(Data records)
↓↓↓

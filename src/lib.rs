pub mod card;
pub mod client;
pub mod config;
pub mod discovery;
pub mod humanize;
pub mod ledger;
pub mod observability;
pub mod source;
pub mod storage;
//! Card output storage
//! Uses Apache Arrow object_store crate so runs can target a local directory
//! while tests stay in memory

use object_store::{ObjectStore, local::LocalFileSystem, path::Path as StoragePath};
use std::path::Path;
use std::sync::Arc;
use thiserror::Error;

#[derive(Debug, Error)]
pub enum StorageError {
    #[error("Cannot prepare output directory {path}: {source}")]
    OutputDir {
        path: String,
        #[source]
        source: std::io::Error,
    },

    #[error("Object store error: {0}")]
    ObjectStoreError(#[from] object_store::Error),
}

/// Storage result type
pub type Result<T> = std::result::Result<T, StorageError>;

/// Metadata returned after upload
#[derive(Debug, Clone)]
pub struct UploadMetadata {
    pub key: String,
    pub size: usize,
}

/// Object key of the card written for a run-local sequence number
pub fn card_key(sequence: u32) -> String {
    format!("Card_{}.png", sequence)
}

/// Storage client wrapping object_store
#[derive(Clone)]
pub struct StorageClient {
    store: Arc<dyn ObjectStore>,
}

impl StorageClient {
    /// Create new storage client with any object_store backend
    pub fn new(store: Arc<dyn ObjectStore>) -> Self {
        Self { store }
    }

    /// Store cards as files under `dir`, creating it if needed
    pub fn local(dir: &Path) -> Result<Self> {
        std::fs::create_dir_all(dir).map_err(|source| StorageError::OutputDir {
            path: dir.display().to_string(),
            source,
        })?;

        let store = LocalFileSystem::new_with_prefix(dir)?;
        Ok(Self::new(Arc::new(store)))
    }

    /// Create in-memory storage for testing/development
    pub fn in_memory() -> Self {
        Self::new(Arc::new(object_store::memory::InMemory::new()))
    }

    /// Upload bytes to storage
    pub async fn upload(&self, key: &str, data: Vec<u8>) -> Result<UploadMetadata> {
        let path = StoragePath::from(key);
        let size = data.len();

        self.store.put(&path, data.into()).await?;

        tracing::debug!(key, size, "Uploaded to storage");

        Ok(UploadMetadata {
            key: key.to_string(),
            size,
        })
    }

    /// Download from storage
    pub async fn download(&self, key: &str) -> Result<Vec<u8>> {
        let path = StoragePath::from(key);

        let result = self.store.get(&path).await?;
        let bytes = result.bytes().await?;

        Ok(bytes.to_vec())
    }

    /// Check if key exists
    pub async fn exists(&self, key: &str) -> Result<bool> {
        let path = StoragePath::from(key);

        match self.store.head(&path).await {
            Ok(_) => Ok(true),
            Err(object_store::Error::NotFound { .. }) => Ok(false),
            Err(e) => Err(e.into()),
        }
    }
}

#[cfg(test)]
mod tests {
    use super::*;
    use tempfile::TempDir;

    #[test]
    fn test_card_key() {
        assert_eq!(card_key(1), "Card_1.png");
        assert_eq!(card_key(10), "Card_10.png");
    }

    #[tokio::test]
    async fn test_in_memory_round_trip() {
        let storage = StorageClient::in_memory();

        let meta = storage.upload("Card_1.png", vec![1, 2, 3]).await.unwrap();
        assert_eq!(meta.size, 3);

        assert!(storage.exists("Card_1.png").await.unwrap());
        assert!(!storage.exists("Card_2.png").await.unwrap());
        assert_eq!(storage.download("Card_1.png").await.unwrap(), vec![1, 2, 3]);
    }

    #[tokio::test]
    async fn test_local_writes_plain_files() {
        let temp_dir = TempDir::new().unwrap();
        let out = temp_dir.path().join("cards");

        let storage = StorageClient::local(&out).unwrap();
        storage.upload(&card_key(1), b"png".to_vec()).await.unwrap();

        let written = std::fs::read(out.join("Card_1.png")).unwrap();
        assert_eq!(written, b"png");
    }
}
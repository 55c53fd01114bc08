//! Fixed-delay retry policy and the sleep it waits on

use async_trait::async_trait;
use std::time::Duration;

use crate::config::RetryConfig;

/// Flat retry policy: up to `max_attempts` tries, `wait` between them.
/// No backoff, no jitter.
#[derive(Debug, Clone, Copy, PartialEq, Eq)]
pub struct RetryPolicy {
    pub max_attempts: u32,
    pub wait: Duration,
}

impl Default for RetryPolicy {
    fn default() -> Self {
        Self {
            max_attempts: 2,
            wait: Duration::from_secs(60),
        }
    }
}

impl From<&RetryConfig> for RetryPolicy {
    fn from(config: &RetryConfig) -> Self {
        Self {
            max_attempts: config.max_attempts,
            wait: config.wait.as_duration(),
        }
    }
}

/// Waits between attempts
#[async_trait]
pub trait Sleeper: Send + Sync {
    async fn sleep(&self, duration: Duration);
}

/// Sleeps on the tokio timer
#[derive(Debug, Clone, Copy, Default)]
pub struct TokioSleeper;

#[async_trait]
impl Sleeper for TokioSleeper {
    async fn sleep(&self, duration: Duration) {
        tokio::time::sleep(duration).await;
    }
}

/// Returns immediately and remembers every requested wait
#[cfg(test)]
#[derive(Debug, Default)]
pub(crate) struct RecordingSleeper {
    waits: std::sync::Mutex<Vec<Duration>>,
}

#[cfg(test)]
impl RecordingSleeper {
    pub(crate) fn new() -> Self {
        Self::default()
    }

    pub(crate) fn waits(&self) -> Vec<Duration> {
        self.waits.lock().unwrap().clone()
    }
}

#[cfg(test)]
#[async_trait]
impl Sleeper for RecordingSleeper {
    async fn sleep(&self, duration: Duration) {
        self.waits.lock().unwrap().push(duration);
    }
}

#[cfg(test)]
mod tests {
    use super::*;
    use crate::humanize::HumanDuration;

    #[test]
    fn test_policy_defaults() {
        let policy = RetryPolicy::default();
        assert_eq!(policy.max_attempts, 2);
        assert_eq!(policy.wait, Duration::from_secs(60));
    }

    #[test]
    fn test_policy_from_config() {
        let config = RetryConfig {
            max_attempts: 5,
            wait: HumanDuration::from_secs(3),
        };

        let policy = RetryPolicy::from(&config);
        assert_eq!(policy.max_attempts, 5);
        assert_eq!(policy.wait, Duration::from_secs(3));
    }

    #[tokio::test]
    async fn test_recording_sleeper() {
        let sleeper = RecordingSleeper::new();
        sleeper.sleep(Duration::from_secs(60)).await;
        sleeper.sleep(Duration::from_secs(60)).await;

        assert_eq!(sleeper.waits(), vec![Duration::from_secs(60); 2]);
    }

    #[tokio::test]
    async fn test_tokio_sleeper_waits() {
        let start = tokio::time::Instant::now();
        TokioSleeper.sleep(Duration::from_millis(20)).await;
        assert!(start.elapsed() >= Duration::from_millis(20));
    }
}
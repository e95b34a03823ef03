//! TwiML messaging response: the XML envelope the messaging transport expects as the
//! webhook reply (`<Response><Message><Body>…</Body></Message></Response>`).

/// Content type of a rendered envelope.
pub const CONTENT_TYPE: &str = "application/xml";

const XML_DECLARATION: &str = r#"<?xml version="1.0" encoding="UTF-8"?>"#;

/// Builder for a messaging response holding zero or more outbound messages.
#[derive(Debug, Clone, Default)]
pub struct MessagingResponse {
    messages: Vec<String>,
}

impl MessagingResponse {
    pub fn new() -> Self {
        Self::default()
    }

    /// Append one outbound message with the given body text.
    pub fn message(&mut self, body: impl Into<String>) -> &mut Self {
        self.messages.push(body.into());
        self
    }

    pub fn messages(&self) -> &[String] {
        &self.messages
    }

    pub fn render(&self) -> String {
        let mut out = String::from(XML_DECLARATION);
        if self.messages.is_empty() {
            out.push_str("<Response />");
            return out;
        }
        out.push_str("<Response>");
        for body in &self.messages {
            out.push_str("<Message><Body>");
            out.push_str(&escape_xml(body));
            out.push_str("</Body></Message>");
        }
        out.push_str("</Response>");
        out
    }
}

/// Escape text for use inside an XML element.
pub fn escape_xml(s: &str) -> String {
    let mut out = String::with_capacity(s.len());
    for c in s.chars() {
        match c {
            '&' => out.push_str("&amp;"),
            '<' => out.push_str("&lt;"),
            '>' => out.push_str("&gt;"),
            '"' => out.push_str("&quot;"),
            '\'' => out.push_str("&apos;"),
            _ => out.push(c),
        }
    }
    out
}

#[cfg(test)]
mod tests {
    use super::*;

    #[test]
    fn single_message_envelope() {
        let mut resp = MessagingResponse::new();
        resp.message("Hola 👋\nElegí una opción");
        assert_eq!(
            resp.render(),
            "<?xml version=\"1.0\" encoding=\"UTF-8\"?><Response><Message><Body>Hola 👋\nElegí una opción</Body></Message></Response>"
        );
    }

    #[test]
    fn body_is_escaped() {
        let mut resp = MessagingResponse::new();
        resp.message("Promos & cuotas <3 \"ya\" 'hoy'");
        let xml = resp.render();
        assert!(xml.contains("<Body>Promos &amp; cuotas &lt;3 &quot;ya&quot; &apos;hoy&apos;</Body>"));
        assert_eq!(xml.matches("<Message>").count(), 1);
    }

    #[test]
    fn empty_response() {
        assert!(MessagingResponse::new().render().ends_with("<Response />"));
    }
}
//! Messaging channel plumbing: the WhatsApp webhook payloads and the TwiML reply envelope.
//!
//! Inbound requests are turned into an `InboundMessage`; replies go back in the HTTP
//! response body wrapped by `MessagingResponse`.

mod inbound;
pub mod twiml;
mod whatsapp;

pub use inbound::InboundMessage;
pub use twiml::MessagingResponse;
pub use whatsapp::{verify_subscription, VerifyQuery, WhatsAppInbound, SUBSCRIBE_MODE};
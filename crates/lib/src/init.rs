//! Initialize a config file: write the default settings so operators have something to edit.

use anyhow::{Context, Result};
use std::path::Path;

use crate::config::Config;

/// Write the default config to `config_path` if it does not exist, creating the parent directory.
/// Returns true when a file was written, false when one was already there.
pub fn init_config_file(config_path: &Path) -> Result<bool> {
    if config_path.exists() {
        log::debug!("config already exists at {}, skipping", config_path.display());
        return Ok(false);
    }
    if let Some(dir) = config_path.parent().filter(|p| !p.as_os_str().is_empty()) {
        std::fs::create_dir_all(dir)
            .with_context(|| format!("creating config directory {}", dir.display()))?;
    }
    let json = serde_json::to_string_pretty(&Config::default()).context("serializing default config")?;
    std::fs::write(config_path, json + "\n")
        .with_context(|| format!("writing default config to {}", config_path.display()))?;
    log::info!("created default config at {}", config_path.display());
    Ok(true)
}
//! storebot core library — config, quick rules, completion fallback and the webhook
//! gateway used by the CLI.

pub mod agent;
pub mod channels;
pub mod config;
pub mod fallback;
pub mod gateway;
pub mod init;
pub mod llm;
pub mod rules;
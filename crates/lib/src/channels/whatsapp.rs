//! WhatsApp webhook payloads: the form-encoded inbound message and the Meta
//! `hub.*` verification handshake.

use crate::channels::inbound::InboundMessage;
use serde::Deserialize;

/// Only mode accepted by the verification handshake.
pub const SUBSCRIBE_MODE: &str = "subscribe";

/// Form fields posted by the messaging transport for one inbound WhatsApp message.
/// Only `Body` is used for the reply; the rest feed log lines.
#[derive(Debug, Clone, Default, Deserialize)]
#[serde(rename_all = "PascalCase")]
pub struct WhatsAppInbound {
    #[serde(default)]
    pub body: Option<String>,
    #[serde(default)]
    pub from: Option<String>,
    #[serde(default)]
    pub to: Option<String>,
    #[serde(default)]
    pub message_sid: Option<String>,
    #[serde(default)]
    pub profile_name: Option<String>,
}

impl WhatsAppInbound {
    /// Message text, trimmed; empty when the field is absent.
    pub fn text(&self) -> &str {
        self.body.as_deref().unwrap_or("").trim()
    }

    pub fn into_inbound(self) -> InboundMessage {
        InboundMessage {
            channel_id: "whatsapp".to_string(),
            conversation_id: self.from.clone().unwrap_or_default(),
            text: self.text().to_string(),
        }
    }
}

/// Query parameters of the GET verification handshake.
#[derive(Debug, Clone, Default, Deserialize)]
pub struct VerifyQuery {
    #[serde(rename = "hub.mode")]
    pub mode: Option<String>,
    #[serde(rename = "hub.verify_token")]
    pub verify_token: Option<String>,
    #[serde(rename = "hub.challenge")]
    pub challenge: Option<String>,
}

/// Challenge to echo back when mode is `subscribe` and the token matches exactly; None otherwise.
/// An absent challenge on an accepted handshake echoes as the empty string.
pub fn verify_subscription(query: &VerifyQuery, expected_token: &str) -> Option<String> {
    let mode_ok = query.mode.as_deref() == Some(SUBSCRIBE_MODE);
    let token_ok = query.verify_token.as_deref() == Some(expected_token);
    if mode_ok && token_ok {
        Some(query.challenge.clone().unwrap_or_default())
    } else {
        None
    }
}
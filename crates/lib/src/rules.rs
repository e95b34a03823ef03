//! Quick rules: fixed keyword groups answered with canned replies, checked before any LLM call.
//!
//! Matching is exact membership of the normalized text (trimmed, lower-cased) in a
//! group's trigger set. There is no partial or fuzzy matching.

use crate::config::BusinessConfig;

/// One group of trigger phrases sharing a canned reply.
#[derive(Debug, Clone, Copy, PartialEq, Eq)]
pub enum RuleGroup {
    Menu,
    Pricing,
    Promotions,
    Shipping,
    Warranty,
    Handoff,
}

impl RuleGroup {
    /// Evaluation order. Trigger sets are disjoint, so order only affects logging.
    pub const ALL: [RuleGroup; 6] = [
        RuleGroup::Menu,
        RuleGroup::Pricing,
        RuleGroup::Promotions,
        RuleGroup::Shipping,
        RuleGroup::Warranty,
        RuleGroup::Handoff,
    ];

    /// Normalized trigger phrases for this group.
    pub fn triggers(self) -> &'static [&'static str] {
        match self {
            RuleGroup::Menu => &["hola", "menu", "menú", "inicio", "ayuda"],
            RuleGroup::Pricing => &["1", "precios", "precio", "stock", "lista"],
            RuleGroup::Promotions => &["2", "promos", "promo", "cuotas", "payway"],
            RuleGroup::Shipping => &["3", "envio", "envíos", "retiro", "retiros", "entrega"],
            RuleGroup::Warranty => &[
                "4",
                "garantia",
                "garantía",
                "cambios",
                "devolucion",
                "devolución",
            ],
            RuleGroup::Handoff => &["5", "humano", "asesor", "vendedor"],
        }
    }

    /// Short name for log lines.
    pub fn name(self) -> &'static str {
        match self {
            RuleGroup::Menu => "menu",
            RuleGroup::Pricing => "pricing",
            RuleGroup::Promotions => "promotions",
            RuleGroup::Shipping => "shipping",
            RuleGroup::Warranty => "warranty",
            RuleGroup::Handoff => "handoff",
        }
    }

    /// Group whose trigger set contains the normalized text, if any.
    pub fn classify(text: &str) -> Option<RuleGroup> {
        let t = normalize(text);
        if t.is_empty() {
            return None;
        }
        Self::ALL
            .into_iter()
            .find(|g| g.triggers().contains(&t.as_str()))
    }
}

/// Trim surrounding whitespace and lower-case (Unicode-aware, so "MENÚ" becomes "menú").
pub fn normalize(text: &str) -> String {
    text.trim().to_lowercase()
}

/// Canned-reply matcher bound to the business name and optional human contact.
#[derive(Debug, Clone)]
pub struct QuickRules {
    business_name: String,
    human_contact: Option<String>,
}

impl QuickRules {
    pub fn new(business_name: impl Into<String>, human_contact: &str) -> Self {
        let contact = human_contact.trim();
        Self {
            business_name: business_name.into(),
            human_contact: if contact.is_empty() {
                None
            } else {
                Some(contact.to_string())
            },
        }
    }

    pub fn from_config(business: &BusinessConfig) -> Self {
        Self::new(business.name.clone(), &business.human_contact)
    }

    /// Canned reply for the text, or None when no group matches (caller falls back to the LLM).
    pub fn reply(&self, text: &str) -> Option<String> {
        RuleGroup::classify(text).map(|g| self.render(g))
    }

    /// Canned reply text for a group.
    pub fn render(&self, group: RuleGroup) -> String {
        match group {
            RuleGroup::Menu => format!(
                "Hola 👋 soy el asistente de *{}*.\n\
                 Elegí una opción o escribí tu consulta:\n\
                 1️⃣ Precios y stock\n\
                 2️⃣ Promos & cuotas (Payway)\n\
                 3️⃣ Envíos y retiros\n\
                 4️⃣ Garantía y cambios\n\
                 5️⃣ Hablar con una persona",
                self.business_name
            ),
            RuleGroup::Pricing => "Decime el *modelo* y si lo querés *sellado o usado* \
                 (ej: “iPhone 15 Pro 256 sellado”)."
                .to_string(),
            RuleGroup::Promotions => "Promo ⭐ *3 cuotas sin interés*.\n\
                 Con interés: 6 y 9 cuotas vía Payway.\n\
                 Decime el *monto* y la *cantidad de cuotas* y te calculo al toque."
                .to_string(),
            RuleGroup::Shipping => "Entregamos en *Córdoba* y *Catamarca*. \
                 Podés retirar o pedir envío a domicilio 🚚."
                .to_string(),
            RuleGroup::Warranty => "Todos nuestros equipos tienen *garantía escrita*. \
                 Si surge un problema real de fábrica, *te cambiamos el equipo*."
                .to_string(),
            RuleGroup::Handoff => match &self.human_contact {
                Some(contact) => format!(
                    "Te derivo con un asesor humano 👉 {}\n\
                     También podés seguir consultando conmigo 🤖.",
                    contact
                ),
                None => "¡Listo! Aviso a un asesor humano para que te escriba en breve.".to_string(),
            },
        }
    }
}
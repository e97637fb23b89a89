use clap::{Args, Subcommand};
use miette::{miette, Result};
use std::path::PathBuf;
use tracing::info;

use crate::pipeline::convert_document;

#[derive(Subcommand)]
pub enum XmbCommands {
    /// Convert an XML document into an XMB file
    Convert(ConvertArgs),
}

impl XmbCommands {
    pub fn handle(&self) -> Result<()> {
        match self {
            XmbCommands::Convert(convert) => convert.handle(),
        }
    }
}

#[derive(Args)]
pub struct ConvertArgs {
    /// An input XML file
    #[arg(short, long, value_name = "FILE")]
    input: PathBuf,

    /// A target XMB file, defaults to the input with `.xmb` appended
    #[arg(short, long, value_name = "FILE")]
    output: Option<PathBuf>,

    /// Write the tree without ALZ4 compression
    #[arg(long, default_value_t = false)]
    raw: bool,

    /// Allow overwriting the target
    #[arg(long, default_value_t = false)]
    overwrite: bool,
}

impl ConvertArgs {
    pub fn handle(&self) -> Result<()> {
        let output = self.output.clone().unwrap_or_else(|| {
            let mut output = self.input.clone().into_os_string();
            output.push(".xmb");
            output.into()
        });

        if output.exists() && !self.overwrite {
            return Err(miette!("{} already exists", output.display()));
        }

        info!("converting {} to {}", self.input.display(), output.display());
        convert_document(&self.input, &output, self.raw)
    }
}
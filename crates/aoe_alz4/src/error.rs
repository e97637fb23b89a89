//! Error types that can be emitted from this library

use miette::Diagnostic;
use thiserror::Error;

/// Error type for library
#[derive(Error, Diagnostic, Debug)]
pub enum Error {
    /// Transparent wrapper for [`std::io::Error`]
    #[error(transparent)]
    IOError(#[from] std::io::Error),

    /// Transparent wrapper for [`binrw::Error`]
    #[error(transparent)]
    BinRWError(#[from] binrw::Error),

    /// Transparent wrapper for [`lz4_flex::block::DecompressError`]
    #[error(transparent)]
    DecompressError(#[from] lz4_flex::block::DecompressError),

    /// header {0:?} is not recognized as a valid type
    #[error("header {0:?} is not recognized as a valid type")]
    InvalidMagic([u8; 4]),

    /// payload decompressed to {actual} bytes, header declares {expected}
    #[error("payload decompressed to {actual} bytes, header declares {expected}")]
    SizeMismatch {
        /// Size stored in the header
        expected: usize,
        /// Size produced by the decompressor
        actual: usize,
    },

    /// payload ends after {actual} bytes, header declares {expected}
    #[error("payload ends after {actual} bytes, header declares {expected}")]
    TruncatedPayload {
        /// Size stored in the header
        expected: usize,
        /// Bytes left in the frame
        actual: usize,
    },

    /// {compressed} compressed bytes cannot expand to {uncompressed}
    #[error("{compressed} compressed bytes cannot expand to {uncompressed}")]
    ImplausibleSize {
        /// Size of the stored payload
        compressed: usize,
        /// Size stored in the header
        uncompressed: usize,
    },

    /// {0} bytes do not fit in an alz4 frame
    #[error("{0} bytes do not fit in an alz4 frame")]
    TooLarge(usize),
}

/// Generic result type with crate's Error as its error variant
pub type Result<T> = core::result::Result<T, Error>;
//! Base types for structure of ALZ4 file.

use binrw::{BinRead, BinWrite};

/// Magic bytes at the start of every frame
pub const ALZ4_MAGIC: [u8; 4] = *b"alz4";

/// ALZ4 frame header
///
/// The magic is kept as a plain field instead of a `binrw` magic so that readers can apply the
/// case-insensitive comparison the game uses.
/// All data is stored in little endian format
#[derive(BinRead, BinWrite, Debug, Copy, Clone, PartialEq, Eq)]
#[brw(little)]
pub struct Alz4Header {
    /// Always `alz4` when written by this crate
    pub magic: [u8; 4],

    /// The size of the payload after decompression
    pub uncompressed_size: u32,

    /// The size of the payload stored after the header
    pub compressed_size: u32,

    /// The version of the container
    pub version: u32,
}

impl Alz4Header {
    /// Size of the serialized header
    pub const SIZE: usize = 16;

    /// Number of leading bytes needed to learn both sizes
    pub const PREFIX_SIZE: usize = 12;

    /// Version written into new frames
    pub const VERSION: u32 = 1;

    /// Create the header of a freshly compressed frame
    pub fn new(uncompressed_size: u32, compressed_size: u32) -> Self {
        Self {
            magic: ALZ4_MAGIC,
            uncompressed_size,
            compressed_size,
            version: Self::VERSION,
        }
    }

    /// Whether the magic matches, ignoring ASCII case
    pub fn has_valid_magic(&self) -> bool {
        self.magic.eq_ignore_ascii_case(&ALZ4_MAGIC)
    }
}

impl Default for Alz4Header {
    fn default() -> Self {
        Self::new(0, 0)
    }
}

#[cfg(test)]
mod test {
    use std::io::Cursor;

    use binrw::BinRead;
    use binrw::BinWrite;
    use pretty_assertions::assert_eq;

    use crate::error::Result;
    use crate::types::Alz4Header;

    #[test]
    fn write_header() -> Result<()> {
        #[rustfmt::skip]
        let expected: Vec<u8> = vec![
            0x61, 0x6C, 0x7A, 0x34,
            0x0B, 0x00, 0x00, 0x00,
            0x0C, 0x00, 0x00, 0x00,
            0x01, 0x00, 0x00, 0x00,
        ];

        let mut actual = Vec::new();
        Alz4Header::new(11, 12).write(&mut Cursor::new(&mut actual))?;

        assert_eq!(actual, expected);

        Ok(())
    }

    #[test]
    fn read_uppercase_header() -> Result<()> {
        #[rustfmt::skip]
        let mut input = Cursor::new(vec![
            0x41, 0x4C, 0x5A, 0x34,
            0x00, 0x01, 0x00, 0x00,
            0x20, 0x00, 0x00, 0x00,
            0x01, 0x00, 0x00, 0x00,
        ]);

        let header = Alz4Header::read(&mut input)?;
        assert!(header.has_valid_magic());
        assert_eq!(header.uncompressed_size, 256);
        assert_eq!(header.compressed_size, 32);

        Ok(())
    }

    #[test]
    fn reject_other_magic() -> Result<()> {
        #[rustfmt::skip]
        let mut input = Cursor::new(vec![
            0x6C, 0x33, 0x33, 0x74,
            0x00, 0x00, 0x00, 0x00,
            0x00, 0x00, 0x00, 0x00,
            0x01, 0x00, 0x00, 0x00,
        ]);

        assert!(!Alz4Header::read(&mut input)?.has_valid_magic());

        Ok(())
    }
}
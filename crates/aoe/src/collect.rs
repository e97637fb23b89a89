//! Selecting the files a run works on

use itertools::Itertools;
use miette::{miette, IntoDiagnostic, Result};
use std::path::{Path, PathBuf};
use walkdir::{DirEntry, WalkDir};

fn is_hidden_dir(entry: &DirEntry) -> bool {
    entry.file_type().is_dir()
        && entry
            .file_name()
            .to_str()
            .is_some_and(|name| name.starts_with('.'))
}

fn has_extension(path: &Path, extensions: &[String]) -> bool {
    path.extension()
        .and_then(|e| e.to_str())
        .is_some_and(|e| extensions.iter().any(|allowed| allowed == e))
}

/// Every file below `root` whose extension is one of `extensions`, sorted by path.
///
/// Directories starting with `.` are not entered. Extensions are compared case-sensitively.
pub fn collect_sources(root: &Path, extensions: &[String]) -> Result<Vec<PathBuf>> {
    if !root.is_dir() {
        return Err(miette!("source directory {} does not exist", root.display()));
    }

    WalkDir::new(root)
        .sort_by_file_name()
        .into_iter()
        .filter_entry(|e| e.depth() == 0 || !is_hidden_dir(e))
        .filter_ok(|e| e.file_type().is_file() && has_extension(e.path(), extensions))
        .map_ok(DirEntry::into_path)
        .collect::<Result<Vec<_>, _>>()
        .into_diagnostic()
}

/// Every file below `root` with the name it is stored under in an archive, sorted by path.
pub fn collect_entries(root: &Path) -> Result<Vec<(String, PathBuf)>> {
    WalkDir::new(root)
        .sort_by_file_name()
        .into_iter()
        .filter_ok(|e| e.file_type().is_file())
        .map(|entry| -> Result<(String, PathBuf)> {
            let path = entry.into_diagnostic()?.into_path();
            let relative = path.strip_prefix(root).into_diagnostic()?;
            let name = aoe_bar::write::entry_name(relative)
                .ok_or_else(|| miette!("{} can not be stored in an archive", path.display()))?;
            Ok((name, path))
        })
        .collect()
}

↑↑↑

(TASK REQUIREMENTS):
Given the records above, return exactly the lines starting at the line containing "pub fn collect_entries(root: &Path)" and ending at the line containing "let relative = path.strip_prefix(root).into_diagnostic()?;", including both.

(EXERCISE SOLUTION):
pub fn collect_entries(root: &Path) -> Result<Vec<(String, PathBuf)>> {
    WalkDir::new(root)
        .sort_by_file_name()
        .into_iter()
        .filter_ok(|e| e.file_type().is_file())
        .map(|entry| -> Result<(String, PathBuf)> {
            let path = entry.into_diagnostic()?.into_path();
            let relative = path.strip_prefix(root).into_diagnostic()?;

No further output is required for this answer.